--- Problem ---
Here is the task for the records below: repeat exactly the lines from the one with "pub fn new(capacity: u32)" to the one with "pub fn available(&self)", both included, and nothing else.

[The records Boundary: Start]

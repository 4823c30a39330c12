use leasehold_error::{ensure, LeaseResult, ValidationError};

/// Режим доставки задач подписки.
#[derive(Debug, Clone, Copy, PartialEq, Eq, Hash)]
pub enum SubscriptionMode {
    /// Задачи доставляются зарегистрированному обработчику движком
    Push,
    /// Задачи выдаются только по явному `poll()`
    Pull,
}

/// Проверенные параметры подписки.
///
/// Создаётся только через [`SubscriptionSpec::new`], поэтому любой
/// экземпляр уже удовлетворяет правилам валидации.
#[derive(Debug, Clone, PartialEq, Eq)]
pub struct SubscriptionSpec {
    task_type: String,
    lock_time: u64,
    lock_owner: String,
    capacity: u32,
    mode: SubscriptionMode,
}

impl SubscriptionSpec {
    /// Проверяет параметры в порядке taskType, lockTime, lockOwner,
    /// taskFetchSize и возвращает первое нарушение.
    pub fn new(
        task_type: impl Into<String>,
        lock_time: u64,
        lock_owner: impl Into<String>,
        capacity: u32,
        mode: SubscriptionMode,
    ) -> LeaseResult<Self> {
        let task_type = task_type.into();
        let lock_owner = lock_owner.into();

        ensure!(!task_type.is_empty(), ValidationError::MissingTaskType);
        ensure!(lock_time > 0, ValidationError::NonPositiveLockTime);
        ensure!(!lock_owner.is_empty(), ValidationError::EmptyLockOwner);
        ensure!(capacity > 0, ValidationError::ZeroFetchSize);

        Ok(Self {
            task_type,
            lock_time,
            lock_owner,
            capacity,
            mode,
        })
    }

    pub fn task_type(&self) -> &str {
        &self.task_type
    }

    /// Время блокировки в миллисекундах.
    pub fn lock_time(&self) -> u64 {
        self.lock_time
    }

    pub fn lock_owner(&self) -> &str {
        &self.lock_owner
    }

    /// Максимум одновременно арендованных задач.
    pub fn capacity(&self) -> u32 {
        self.capacity
    }

    pub fn mode(&self) -> SubscriptionMode {
        self.mode
    }
}

#[cfg(test)]
mod tests {
    use leasehold_error::StatusCode;
    use rstest::rstest;

    use super::*;

    #[rstest]
    #[case("", 10, "owner", 5, StatusCode::MissingTaskType)]
    #[case("", 0, "", 0, StatusCode::MissingTaskType)]
    #[case("foo", 0, "owner", 5, StatusCode::InvalidLockTime)]
    #[case("foo", 0, "", 5, StatusCode::InvalidLockTime)]
    #[case("foo", 10, "", 5, StatusCode::InvalidLockOwner)]
    #[case("foo", 10, "owner", 0, StatusCode::InvalidFetchSize)]
    fn test_first_violation_wins(
        #[case] task_type: &str,
        #[case] lock_time: u64,
        #[case] lock_owner: &str,
        #[case] capacity: u32,
        #[case] expected: StatusCode,
    ) {
        let err = SubscriptionSpec::new(
            task_type,
            lock_time,
            lock_owner,
            capacity,
            SubscriptionMode::Pull,
        )
        .unwrap_err();
        assert_eq!(err.status_code(), expected);
    }

    #[test]
    fn test_valid_spec() {
        let spec = SubscriptionSpec::new("foo", 654, "owner", 5, SubscriptionMode::Push).unwrap();
        assert_eq!(spec.task_type(), "foo");
        assert_eq!(spec.lock_time(), 654);
        assert_eq!(spec.lock_owner(), "owner");
        assert_eq!(spec.capacity(), 5);
        assert_eq!(spec.mode(), SubscriptionMode::Push);
    }
}
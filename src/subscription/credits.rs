use std::sync::atomic::{AtomicU32, Ordering};

/// Счётчик кредитов подписки в диапазоне `[0, capacity]`.
///
/// Все изменения идут через `fetch_update`, поэтому проверка границы и
/// изменение значения атомарны.
#[derive(Debug)]
pub struct Credits {
    capacity: u32,
    available: AtomicU32,
}

/// Попытка вернуть больше кредитов, чем помещается в ёмкость.
#[derive(Debug, Clone, Copy, PartialEq, Eq)]
pub struct CreditOverflow {
    pub capacity: u32,
    pub available: u32,
    pub released: u32,
}

impl Credits {
    /// Новый счётчик, заполненный до `capacity`.
    pub fn new(capacity: u32) -> Self {
        Self {
            capacity,
            available: AtomicU32::new(capacity),
        }
    }

    pub fn capacity(&self) -> u32 {
        self.capacity
    }

    pub fn available(&self) -> u32 {
        self.available.load(Ordering::Acquire)
    }

    /// Забирает ровно `n` кредитов. При нехватке ничего не меняет и
    /// возвращает `false`.
    pub fn try_acquire(
        &self,
        n: u32,
    ) -> bool {
        self.available
            .fetch_update(Ordering::AcqRel, Ordering::Acquire, |current| {
                current.checked_sub(n)
            })
            .is_ok()
    }

    /// Возвращает `n` кредитов.
    ///
    /// Выход за `capacity` означает двойное завершение; счётчик при этом
    /// не меняется.
    pub fn release(
        &self,
        n: u32,
    ) -> Result<u32, CreditOverflow> {
        let capacity = self.capacity;
        self.available
            .fetch_update(Ordering::AcqRel, Ordering::Acquire, |current| {
                current.checked_add(n).filter(|next| *next <= capacity)
            })
            .map(|previous| previous + n)
            .map_err(|available| CreditOverflow {
                capacity,
                available,
                released: n,
            })
    }

    /// Количество занятых слотов.
    pub fn in_use(&self) -> u32 {
        self.capacity - self.available()
    }
}

////////////////////////////////////////////////////////////////////////////////
// Тесты
////////////////////////////////////////////////////////////////////////////////
use std::{fmt, sync::Arc};

use leasehold_error::{LeaseResult, ValidationError};

use super::{
    IntoLockTime, PollableTaskSubscription, SubscriptionMode, SubscriptionSpec, TaskHandler,
    TaskSubscription,
};
use crate::engine::AcquisitionEngine;

/// Общие поля обоих builder-ов.
#[derive(Clone)]
struct Draft {
    engine: AcquisitionEngine,
    task_type: Option<String>,
    /// `Some(0)`: значение передано, но не приводится к положительным
    /// миллисекундам
    lock_time: Option<u64>,
    lock_owner: String,
    task_fetch_size: u32,
}

impl Draft {
    fn new(engine: AcquisitionEngine) -> Self {
        let config = engine.config();
        let lock_owner = config.default_lock_owner.clone();
        let task_fetch_size = config.default_task_fetch_size;
        Self {
            engine,
            task_type: None,
            lock_time: None,
            lock_owner,
            task_fetch_size,
        }
    }

    fn task_type(&self) -> LeaseResult<String> {
        match &self.task_type {
            Some(task_type) if !task_type.is_empty() => Ok(task_type.clone()),
            _ => Err(ValidationError::MissingTaskType.into()),
        }
    }

    fn finish(
        &self,
        task_type: String,
        mode: SubscriptionMode,
    ) -> LeaseResult<SubscriptionSpec> {
        SubscriptionSpec::new(
            task_type,
            self.lock_time.unwrap_or(0),
            self.lock_owner.clone(),
            self.task_fetch_size,
            mode,
        )
    }
}

impl fmt::Debug for Draft {
    fn fmt(
        &self,
        f: &mut fmt::Formatter<'_>,
    ) -> fmt::Result {
        f.debug_struct("Draft")
            .field("task_type", &self.task_type)
            .field("lock_time", &self.lock_time)
            .field("lock_owner", &self.lock_owner)
            .field("task_fetch_size", &self.task_fetch_size)
            .finish()
    }
}

/// Builder push-подписки.
///
/// Поля собираются цепочкой вызовов и проверяются один раз в
/// [`build`](Self::build) / [`open`](Self::open), в порядке: taskType,
/// taskHandler, lockTime, lockOwner, taskFetchSize.
#[derive(Clone)]
pub struct TaskSubscriptionBuilder {
    draft: Draft,
    handler: Option<Arc<dyn TaskHandler>>,
}

/// Builder pull-подписки. Проверки те же, кроме обработчика.
#[derive(Debug, Clone)]
pub struct PollableTaskSubscriptionBuilder {
    draft: Draft,
}

impl TaskSubscriptionBuilder {
    pub fn new(engine: AcquisitionEngine) -> Self {
        Self {
            draft: Draft::new(engine),
            handler: None,
        }
    }

    pub fn task_type(
        mut self,
        task_type: impl Into<String>,
    ) -> Self {
        self.draft.task_type = Some(task_type.into());
        self
    }

    pub fn handler(
        self,
        handler: impl TaskHandler,
    ) -> Self {
        self.shared_handler(Arc::new(handler))
    }

    pub fn shared_handler(
        mut self,
        handler: Arc<dyn TaskHandler>,
    ) -> Self {
        self.handler = Some(handler);
        self
    }

    /// Миллисекунды (`u64`, `i64`, ...), `std::time::Duration` или
    /// `chrono::TimeDelta`.
    pub fn lock_time(
        mut self,
        lock_time: impl IntoLockTime,
    ) -> Self {
        self.draft.lock_time = Some(lock_time.into_lock_millis().unwrap_or(0));
        self
    }

    pub fn lock_owner(
        mut self,
        lock_owner: impl Into<String>,
    ) -> Self {
        self.draft.lock_owner = lock_owner.into();
        self
    }

    pub fn task_fetch_size(
        mut self,
        task_fetch_size: u32,
    ) -> Self {
        self.draft.task_fetch_size = task_fetch_size;
        self
    }

    /// Проверяет параметры без обращения к брокеру.
    pub fn build(&self) -> LeaseResult<(SubscriptionSpec, Arc<dyn TaskHandler>)> {
        let task_type = self.draft.task_type()?;
        let handler = self
            .handler
            .clone()
            .ok_or(ValidationError::MissingTaskHandler)?;
        let spec = self.draft.finish(task_type, SubscriptionMode::Push)?;
        Ok((spec, handler))
    }

    /// Проверяет параметры и открывает подписку у брокера.
    pub async fn open(self) -> LeaseResult<TaskSubscription> {
        let (spec, handler) = self.build()?;
        let engine = self.draft.engine;
        let inner = engine.open_subscription(spec, Some(handler)).await?;
        Ok(TaskSubscription::new(engine, inner))
    }
}

impl fmt::Debug for TaskSubscriptionBuilder {
    fn fmt(
        &self,
        f: &mut fmt::Formatter<'_>,
    ) -> fmt::Result {
        f.debug_struct("TaskSubscriptionBuilder")
            .field("draft", &self.draft)
            .field("has_handler", &self.handler.is_some())
            .finish()
    }
}

impl PollableTaskSubscriptionBuilder {
    pub fn new(engine: AcquisitionEngine) -> Self {
        Self {
            draft: Draft::new(engine),
        }
    }

    pub fn task_type(
        mut self,
        task_type: impl Into<String>,
    ) -> Self {
        self.draft.task_type = Some(task_type.into());
        self
    }

    pub fn lock_time(
        mut self,
        lock_time: impl IntoLockTime,
    ) -> Self {
        self.draft.lock_time = Some(lock_time.into_lock_millis().unwrap_or(0));
        self
    }

    pub fn lock_owner(
        mut self,
        lock_owner: impl Into<String>,
    ) -> Self {
        self.draft.lock_owner = lock_owner.into();
        self
    }

    pub fn task_fetch_size(
        mut self,
        task_fetch_size: u32,
    ) -> Self {
        self.draft.task_fetch_size = task_fetch_size;
        self
    }

    pub fn build(&self) -> LeaseResult<SubscriptionSpec> {
        let task_type = self.draft.task_type()?;
        self.draft.finish(task_type, SubscriptionMode::Pull)
    }

    pub async fn open(self) -> LeaseResult<PollableTaskSubscription> {
        let spec = self.build()?;
        let engine = self.draft.engine;
        let inner = engine.open_subscription(spec, None).await?;
        Ok(PollableTaskSubscription::new(engine, inner))
    }
}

[The records Boundary: End]

--- Worked solution ---
    pub fn new(capacity: u32) -> Self {
        Self {
            capacity,
            available: AtomicU32::new(capacity),
        }
    }

    pub fn capacity(&self) -> u32 {
        self.capacity
    }

    pub fn available(&self) -> u32 {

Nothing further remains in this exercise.